Hyperglycemia is well-known for inducing cellular oxidative damage in type II diabetes (T2D) patients. This research addressed the cytoprotective and anti-genotoxic effect of xanthone derivatives from Garcinia mangostana against hydrogen peroxide (H2O2)-induced human peripheral blood mononuclear cell (PBMC) and blood leukocytes damage of the normal and T2D volunteers. The cytoprotective effects of an aqueous extract of xanthone (100 and 200 µg/mL) was assessed on cell viability and free radical scavenging activity using the trypan blue exclusion method on PBMC cells. Malondialdehyde (MDA) levels and lactate dehydrogenase (LDH) activity were measured as cellular oxidative damage markers and estimated from culture medium of PBMCs of normal and T2D volunteers. The anti-genotoxicity was assessed as the protective effect of xanthone against H2O2-induce DNA damage of blood leukocytes of the normal volunteers following comet assay technique.
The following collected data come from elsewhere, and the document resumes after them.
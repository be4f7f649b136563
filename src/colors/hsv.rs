// Copyright (c) 2024, Cogent Core. All rights reserved.
// Use of this source code is governed by a BSD-style
// license that can be found in the LICENSE file.

//! Hue/saturation/value representation used by the hue and saturation sliders.

use super::ColorState;
use serde::{Deserialize, Serialize};

/// A color in HSV space.
#[derive(Debug, Clone, Copy, PartialEq, Default, Serialize, Deserialize)]
pub struct Hsv {
    /// Hue in degrees, `0.0..360.0`.
    pub h: f32,
    /// Saturation, `0.0..=1.0`.
    pub s: f32,
    /// Value (brightness), `0.0..=1.0`.
    pub v: f32,
}

impl Hsv {
    /// Creates a new HSV color. Hue wraps around 360, saturation and value are clamped.
    pub fn new(h: f32, s: f32, v: f32) -> Self {
        let h = if h.is_finite() { h.rem_euclid(360.0) } else { 0.0 };
        Self {
            h,
            s: clamp_unit(s),
            v: clamp_unit(v),
        }
    }

    /// Converts the RGB part of a color to HSV. Alpha is ignored.
    pub fn from_color(color: ColorState) -> Self {
        let r = f32::from(color.r) / 255.0;
        let g = f32::from(color.g) / 255.0;
        let b = f32::from(color.b) / 255.0;

        let max = r.max(g).max(b);
        let min = r.min(g).min(b);
        let delta = max - min;

        let h = if delta == 0.0 {
            0.0
        } else if max == r {
            60.0 * ((g - b) / delta).rem_euclid(6.0)
        } else if max == g {
            60.0 * ((b - r) / delta + 2.0)
        } else {
            60.0 * ((r - g) / delta + 4.0)
        };
        let s = if max == 0.0 { 0.0 } else { delta / max };

        Self::new(h, s, max)
    }

    /// Converts to a color with the given alpha.
    pub fn to_color(self, alpha: u8) -> ColorState {
        let Self { h, s, v } = Self::new(self.h, self.s, self.v);
        let c = v * s;
        let x = c * (1.0 - ((h / 60.0) % 2.0 - 1.0).abs());
        let m = v - c;

        let (r, g, b) = if h < 60.0 {
            (c, x, 0.0)
        } else if h < 120.0 {
            (x, c, 0.0)
        } else if h < 180.0 {
            (0.0, c, x)
        } else if h < 240.0 {
            (0.0, x, c)
        } else if h < 300.0 {
            (x, 0.0, c)
        } else {
            (c, 0.0, x)
        };

        ColorState::argb(alpha, to_byte(r + m), to_byte(g + m), to_byte(b + m))
    }
}

fn clamp_unit(value: f32) -> f32 {
    if value.is_nan() {
        0.0
    } else {
        value.clamp(0.0, 1.0)
    }
}

fn to_byte(unit: f32) -> u8 {
    (clamp_unit(unit) * 255.0).round() as u8
}
// Copyright (c) 2024, Cogent Core. All rights reserved.
// Use of this source code is governed by a BSD-style
// license that can be found in the LICENSE file.

//! Edit intents coming in from the picker's fields and updates going back out.

use crate::colors::Channel;
use std::fmt;

/// One of the five text fields of the picker.
#[derive(Debug, Clone, Copy, PartialEq, Eq, Hash)]
pub enum Field {
    /// The alpha percentage field.
    Alpha,
    /// The red field.
    Red,
    /// The green field.
    Green,
    /// The blue field.
    Blue,
    /// The hex field.
    Hex,
}

impl Field {
    /// All fields, channels first.
    pub const ALL: [Field; 5] = [Field::Alpha, Field::Red, Field::Green, Field::Blue, Field::Hex];

    /// Returns the channel a numeric field edits, or `None` for the hex field.
    pub fn channel(self) -> Option<Channel> {
        match self {
            Field::Alpha => Some(Channel::Alpha),
            Field::Red => Some(Channel::Red),
            Field::Green => Some(Channel::Green),
            Field::Blue => Some(Channel::Blue),
            Field::Hex => None,
        }
    }
}

impl From<Channel> for Field {
    fn from(channel: Channel) -> Self {
        match channel {
            Channel::Alpha => Field::Alpha,
            Channel::Red => Field::Red,
            Channel::Green => Field::Green,
            Channel::Blue => Field::Blue,
        }
    }
}

impl fmt::Display for Field {
    fn fmt(&self, f: &mut fmt::Formatter<'_>) -> fmt::Result {
        match self.channel() {
            Some(channel) => write!(f, "{channel}"),
            None => write!(f, "hex"),
        }
    }
}

/// A request to change the color.
#[derive(Debug, Clone, PartialEq, Eq)]
pub enum EditIntent {
    /// The user typed into a numeric field.
    Channel {
        /// The edited channel.
        channel: Channel,
        /// The field's full text.
        text: String,
    },
    /// The user typed into the hex field.
    Hex {
        /// The field's full text.
        text: String,
        /// Whether the hex field has input focus.
        focused: bool,
    },
    /// A collaborator such as a hue slider replaced the whole color.
    SetColor(u32),
}

impl EditIntent {
    /// Creates a channel edit.
    pub fn channel(channel: Channel, text: impl Into<String>) -> Self {
        Self::Channel {
            channel,
            text: text.into(),
        }
    }

    /// Creates a hex edit made while the hex field has focus.
    pub fn hex(text: impl Into<String>) -> Self {
        Self::Hex {
            text: text.into(),
            focused: true,
        }
    }

    /// Returns the field the edit came from, if any.
    pub fn origin(&self) -> Option<Field> {
        match self {
            Self::Channel { channel, .. } => Some(Field::from(*channel)),
            Self::Hex { .. } => Some(Field::Hex),
            Self::SetColor(_) => None,
        }
    }
}

/// What an observer is interested in.
#[derive(Debug, Clone, Copy, PartialEq, Eq, Hash)]
pub enum Target {
    /// The contents of one text field.
    Field(Field),
    /// The packed color, e.g. for a preview panel.
    Color,
}

/// A value pushed to an observer.
#[derive(Debug, Clone, PartialEq, Eq)]
pub enum FieldUpdate {
    /// New value for a channel field. Alpha is the internal 0-255 value.
    Channel {
        /// The channel.
        channel: Channel,
        /// Its new value.
        value: u8,
    },
    /// New text for the hex field, `#RRGGBB`.
    Hex(String),
    /// New packed `0xAARRGGBB` color.
    Color(u32),
}

impl FieldUpdate {
    /// Returns the text a field should show for this update.
    ///
    /// Packed color updates have no field text and return `None`.
    pub fn display_text(&self) -> Option<String> {
        match self {
            Self::Channel { channel, value } => Some(channel.display(*value)),
            Self::Hex(hex) => Some(hex.clone()),
            Self::Color(_) => None,
        }
    }
}

#[cfg(test)]
mod tests {
    use super::*;

    #[test]
    fn test_field_channel_mapping() {
        for channel in Channel::ALL {
            assert_eq!(Field::from(channel).channel(), Some(channel));
        }
        assert_eq!(Field::Hex.channel(), None);
        assert_eq!(Field::Hex.to_string(), "hex");
        assert_eq!(Field::Red.to_string(), "red");
    }

    #[test]
    fn test_intent_origin() {
        assert_eq!(EditIntent::channel(Channel::Blue, "3").origin(), Some(Field::Blue));
        assert_eq!(EditIntent::hex("#fff").origin(), Some(Field::Hex));
        assert_eq!(EditIntent::SetColor(0).origin(), None);
    }

    #[test]
    fn test_display_text() {
        let alpha = FieldUpdate::Channel {
            channel: Channel::Alpha,
            value: 255,
        };
        assert_eq!(alpha.display_text().as_deref(), Some("100"));
        assert_eq!(FieldUpdate::Hex("#010203".into()).display_text().as_deref(), Some("#010203"));
        assert_eq!(FieldUpdate::Color(1).display_text(), None);
    }
}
Xanthone and Gallic acid (control) concentrations 100, 200 and 100 µg/mL significantly (P < 0.05) protected from H2O2 (20 mM)-induced oxidative damage of PBMCs. It was confirmed by increased cell viability and free radical scavenging activity coupled with the decreased MDA and LDH levels in cell culture medium compared to H2O2 (20 mM)-treated group. In H2O2 (40 mM)-induced blood leukocytes of normal volunteers, different concentration xanthone (50 - 500 µg/mL) significantly (P < 0.05) improved the anti-genotoxicity effect compared to negative/positive control group by lowering comet formation. Xanthone treatments on PBMCs and blood leukocytes of the normal and T2D volunteers could attenuate the H2O2-induced cellular oxidative damage and cell death via exhibiting antioxidant and free radical scavenging activities.